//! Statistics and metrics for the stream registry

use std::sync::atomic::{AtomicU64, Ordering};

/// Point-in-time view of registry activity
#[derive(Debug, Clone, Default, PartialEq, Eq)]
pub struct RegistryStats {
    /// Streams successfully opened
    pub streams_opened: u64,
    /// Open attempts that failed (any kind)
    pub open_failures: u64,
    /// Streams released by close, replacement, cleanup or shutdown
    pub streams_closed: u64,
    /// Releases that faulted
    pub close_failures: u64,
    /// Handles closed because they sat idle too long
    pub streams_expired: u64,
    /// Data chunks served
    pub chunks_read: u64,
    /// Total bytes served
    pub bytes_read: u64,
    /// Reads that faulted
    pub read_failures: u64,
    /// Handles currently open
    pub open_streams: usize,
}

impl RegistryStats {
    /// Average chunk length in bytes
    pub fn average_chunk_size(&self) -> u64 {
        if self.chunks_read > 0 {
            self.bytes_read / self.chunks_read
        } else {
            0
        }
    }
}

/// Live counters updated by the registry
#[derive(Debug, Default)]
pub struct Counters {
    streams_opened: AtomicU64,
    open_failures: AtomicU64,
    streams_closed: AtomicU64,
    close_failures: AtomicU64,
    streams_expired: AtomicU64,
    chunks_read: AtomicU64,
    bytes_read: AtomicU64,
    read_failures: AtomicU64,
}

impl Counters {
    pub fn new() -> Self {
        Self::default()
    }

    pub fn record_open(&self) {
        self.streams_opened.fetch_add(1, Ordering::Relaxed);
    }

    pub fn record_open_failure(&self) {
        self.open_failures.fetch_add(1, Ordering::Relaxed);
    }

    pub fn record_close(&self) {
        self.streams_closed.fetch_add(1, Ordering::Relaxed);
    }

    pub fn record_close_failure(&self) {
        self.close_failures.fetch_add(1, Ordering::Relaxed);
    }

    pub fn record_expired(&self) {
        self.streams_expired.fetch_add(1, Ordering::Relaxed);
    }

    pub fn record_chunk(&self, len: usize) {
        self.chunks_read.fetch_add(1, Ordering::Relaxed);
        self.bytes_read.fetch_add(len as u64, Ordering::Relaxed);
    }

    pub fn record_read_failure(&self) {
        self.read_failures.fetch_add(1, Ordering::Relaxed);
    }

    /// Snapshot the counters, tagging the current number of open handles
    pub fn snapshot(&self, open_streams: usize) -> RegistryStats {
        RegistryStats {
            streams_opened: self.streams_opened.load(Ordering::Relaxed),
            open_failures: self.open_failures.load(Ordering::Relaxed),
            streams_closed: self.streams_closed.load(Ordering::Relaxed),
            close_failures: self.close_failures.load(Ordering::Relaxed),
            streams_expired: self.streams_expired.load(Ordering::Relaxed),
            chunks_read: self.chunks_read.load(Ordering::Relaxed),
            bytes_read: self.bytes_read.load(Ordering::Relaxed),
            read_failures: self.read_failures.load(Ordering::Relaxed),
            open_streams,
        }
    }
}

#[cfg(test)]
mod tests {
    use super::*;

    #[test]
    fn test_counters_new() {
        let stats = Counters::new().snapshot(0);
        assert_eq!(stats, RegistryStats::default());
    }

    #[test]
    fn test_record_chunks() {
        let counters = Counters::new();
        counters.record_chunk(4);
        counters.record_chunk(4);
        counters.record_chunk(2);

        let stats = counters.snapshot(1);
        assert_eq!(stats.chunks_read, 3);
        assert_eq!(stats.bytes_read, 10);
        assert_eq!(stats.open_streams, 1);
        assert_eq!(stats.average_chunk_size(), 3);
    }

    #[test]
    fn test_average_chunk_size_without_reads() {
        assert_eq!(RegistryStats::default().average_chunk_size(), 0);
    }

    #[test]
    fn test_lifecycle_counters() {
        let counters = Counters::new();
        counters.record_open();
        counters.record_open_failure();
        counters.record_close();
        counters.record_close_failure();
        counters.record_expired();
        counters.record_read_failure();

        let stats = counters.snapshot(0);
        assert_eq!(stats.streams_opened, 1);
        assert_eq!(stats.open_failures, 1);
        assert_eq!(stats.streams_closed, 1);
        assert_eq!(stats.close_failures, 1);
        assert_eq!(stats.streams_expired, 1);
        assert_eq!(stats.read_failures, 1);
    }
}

* _Task details_:
Scan the records for the word "struct" and copy every line where it is found.

* _Problem solution_:
pub struct RegistryStats {
pub struct Counters {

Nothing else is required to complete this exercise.